[[ DATA SECTION, beginning ]]

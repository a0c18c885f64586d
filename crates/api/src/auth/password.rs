//! Argon2id password hashing, verification, and strength validation.
//!
//! Hashes are stored in PHC string format, so the algorithm parameters and
//! salt travel with the hash.

use argon2::password_hash::rand_core::OsRng;
use argon2::password_hash::{PasswordHash, PasswordHasher, PasswordVerifier, SaltString};
use argon2::Argon2;

/// Hash a plaintext password using Argon2id with a random salt.
pub fn hash_password(password: &str) -> Result<String, argon2::password_hash::Error> {
    let salt = SaltString::generate(&mut OsRng);
    let hash = Argon2::default().hash_password(password.as_bytes(), &salt)?;
    Ok(hash.to_string())
}

/// Verify a plaintext password against a stored PHC hash.
///
/// Returns `Ok(false)` on mismatch; `Err` only if the stored hash is unreadable.
pub fn verify_password(password: &str, hash: &str) -> Result<bool, argon2::password_hash::Error> {
    let parsed_hash = PasswordHash::new(hash)?;
    match Argon2::default().verify_password(password.as_bytes(), &parsed_hash) {
        Ok(()) => Ok(true),
        Err(argon2::password_hash::Error::Password) => Ok(false),
        Err(e) => Err(e),
    }
}

/// Enforce the configured minimum length (counted in characters).
pub fn validate_password_strength(password: &str, min_length: usize) -> Result<(), String> {
    if password.chars().count() < min_length {
        return Err(format!(
            "Password must be at least {min_length} characters long"
        ));
    }
    Ok(())
}
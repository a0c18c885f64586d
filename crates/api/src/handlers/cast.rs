//! Handlers for cast entries (characters linked into a work).

use axum::extract::State;
use axum::http::StatusCode;
use axum::Json;
use fabula_core::error::CoreError;
use fabula_core::types::DbId;
use fabula_db::availability::{self, CAST};
use fabula_db::models::character::Character;
use fabula_db::models::character_in_work::{
    CharacterInWork, CreateCharacterInWork, UpdateCharacterInWork,
};
use fabula_db::models::work::Work;
use fabula_db::ownership::OwnedEntity;
use fabula_db::repositories::CharacterInWorkRepo;

use crate::access::{delete_owned, require_owned};
use crate::error::AppResult;
use crate::extract::{ValidPath, ValidatedJson};
use crate::middleware::auth::AuthUser;
use crate::state::AppState;

/// GET /api/works/{id}/cast
pub async fn list_by_work(
    State(state): State<AppState>,
    auth: AuthUser,
    ValidPath(work_id): ValidPath<DbId>,
) -> AppResult<Json<Vec<CharacterInWork>>> {
    let work = require_owned::<Work>(&state, work_id, auth.user_id).await?;
    let cast = CharacterInWorkRepo::list_by_work(&state.pool, work.id).await?;
    Ok(Json(cast))
}

/// POST /api/works/{id}/cast
///
/// Both the work and the character must belong to the caller. Casting the
/// same character twice is a 409.
pub async fn create(
    State(state): State<AppState>,
    auth: AuthUser,
    ValidPath(work_id): ValidPath<DbId>,
    ValidatedJson(input): ValidatedJson<CreateCharacterInWork>,
) -> AppResult<(StatusCode, Json<CharacterInWork>)> {
    let work = require_owned::<Work>(&state, work_id, auth.user_id).await?;
    require_owned::<Character>(&state, input.character_id, auth.user_id).await?;
    let entry = CharacterInWorkRepo::create(&state.pool, work.id, &input).await?;
    tracing::info!(work_id = %work.id, character_id = %entry.character_id, "Character cast");
    Ok((StatusCode::CREATED, Json(entry)))
}

/// GET /api/works/{id}/cast/available
///
/// The caller's characters not yet cast in this work.
pub async fn list_available(
    State(state): State<AppState>,
    auth: AuthUser,
    ValidPath(work_id): ValidPath<DbId>,
) -> AppResult<Json<Vec<Character>>> {
    let work = require_owned::<Work>(&state, work_id, auth.user_id).await?;
    let characters =
        availability::list_available::<Character>(&state.pool, &CAST, auth.user_id, work.id)
            .await?;
    Ok(Json(characters))
}

/// GET /api/cast/{id}
pub async fn get_by_id(
    State(state): State<AppState>,
    auth: AuthUser,
    ValidPath(id): ValidPath<DbId>,
) -> AppResult<Json<CharacterInWork>> {
    let entry = require_owned::<CharacterInWork>(&state, id, auth.user_id).await?;
    Ok(Json(entry))
}

/// PATCH /api/cast/{id}
pub async fn update(
    State(state): State<AppState>,
    auth: AuthUser,
    ValidPath(id): ValidPath<DbId>,
    ValidatedJson(input): ValidatedJson<UpdateCharacterInWork>,
) -> AppResult<Json<CharacterInWork>> {
    require_owned::<CharacterInWork>(&state, id, auth.user_id).await?;
    let entry = CharacterInWorkRepo::update(&state.pool, id, &input)
        .await?
        .ok_or_else(|| CoreError::forbidden(CharacterInWork::ENTITY))?;
    Ok(Json(entry))
}

/// DELETE /api/cast/{id}
///
/// Also drops the entry's relationships and event participation.
pub async fn delete(
    State(state): State<AppState>,
    auth: AuthUser,
    ValidPath(id): ValidPath<DbId>,
) -> AppResult<StatusCode> {
    delete_owned::<CharacterInWork>(&state, id, auth.user_id).await?;
    Ok(StatusCode::NO_CONTENT)
}
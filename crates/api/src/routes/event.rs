//! Route definitions for events and their participants.

use axum::routing::get;
use axum::Router;

use crate::handlers::{event, participant};
use crate::state::AppState;

/// Routes mounted at `/events`.
///
/// ```text
/// GET    /{id}                        -> event::get_by_id
/// PATCH  /{id}                        -> event::update
/// DELETE /{id}                        -> event::delete
/// GET    /{id}/participants           -> participant::list_by_event
/// POST   /{id}/participants           -> participant::create
/// GET    /{id}/participants/available -> participant::list_available
/// ```
pub fn router() -> Router<AppState> {
    Router::new()
        .route(
            "/{id}",
            get(event::get_by_id)
                .patch(event::update)
                .delete(event::delete),
        )
        .route(
            "/{id}/participants",
            get(participant::list_by_event).post(participant::create),
        )
        .route(
            "/{id}/participants/available",
            get(participant::list_available),
        )
}
//! Handlers for the `/characters` resource.

use axum::extract::State;
use axum::http::StatusCode;
use axum::Json;
use fabula_core::error::CoreError;
use fabula_core::types::DbId;
use fabula_db::models::character::{Character, CreateCharacter, UpdateCharacter};
use fabula_db::models::character_in_work::CharacterInWork;
use fabula_db::ownership::{OwnedEntity, OwnedRepo};
use fabula_db::repositories::{CharacterInWorkRepo, CharacterRepo};

use crate::access::{delete_owned, require_owned};
use crate::error::AppResult;
use crate::extract::{ValidPath, ValidatedJson};
use crate::middleware::auth::AuthUser;
use crate::state::AppState;

/// POST /api/characters
pub async fn create(
    State(state): State<AppState>,
    auth: AuthUser,
    ValidatedJson(input): ValidatedJson<CreateCharacter>,
) -> AppResult<(StatusCode, Json<Character>)> {
    let character = CharacterRepo::create(&state.pool, auth.user_id, &input).await?;
    Ok((StatusCode::CREATED, Json(character)))
}

/// GET /api/characters
pub async fn list(
    State(state): State<AppState>,
    auth: AuthUser,
) -> AppResult<Json<Vec<Character>>> {
    let characters = OwnedRepo::list_owned::<Character>(&state.pool, auth.user_id).await?;
    Ok(Json(characters))
}

/// GET /api/characters/{id}
pub async fn get_by_id(
    State(state): State<AppState>,
    auth: AuthUser,
    ValidPath(id): ValidPath<DbId>,
) -> AppResult<Json<Character>> {
    let character = require_owned::<Character>(&state, id, auth.user_id).await?;
    Ok(Json(character))
}

/// PATCH /api/characters/{id}
pub async fn update(
    State(state): State<AppState>,
    auth: AuthUser,
    ValidPath(id): ValidPath<DbId>,
    ValidatedJson(input): ValidatedJson<UpdateCharacter>,
) -> AppResult<Json<Character>> {
    require_owned::<Character>(&state, id, auth.user_id).await?;
    let character = CharacterRepo::update(&state.pool, id, &input)
        .await?
        .ok_or_else(|| CoreError::forbidden(Character::ENTITY))?;
    Ok(Json(character))
}

/// DELETE /api/characters/{id}
///
/// Removes the character from every work it was cast in.
pub async fn delete(
    State(state): State<AppState>,
    auth: AuthUser,
    ValidPath(id): ValidPath<DbId>,
) -> AppResult<StatusCode> {
    delete_owned::<Character>(&state, id, auth.user_id).await?;
    Ok(StatusCode::NO_CONTENT)
}

/// GET /api/characters/{id}/works
///
/// The character's cast entries, one per work it appears in.
pub async fn list_appearances(
    State(state): State<AppState>,
    auth: AuthUser,
    ValidPath(id): ValidPath<DbId>,
) -> AppResult<Json<Vec<CharacterInWork>>> {
    let character = require_owned::<Character>(&state, id, auth.user_id).await?;
    let entries = CharacterInWorkRepo::list_by_character(&state.pool, character.id).await?;
    Ok(Json(entries))
}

[[ DATA SECTION, end ]]

#### [EXERCISE OBJECTIVE]
Search the records above for the string "participants". Report each line that has it.

#### [TASK ANSWER]
//! Route definitions for events and their participants.
/// GET    /{id}/participants           -> participant::list_by_event
/// POST   /{id}/participants           -> participant::create
/// GET    /{id}/participants/available -> participant::list_available
            "/{id}/participants",
            "/{id}/participants/available",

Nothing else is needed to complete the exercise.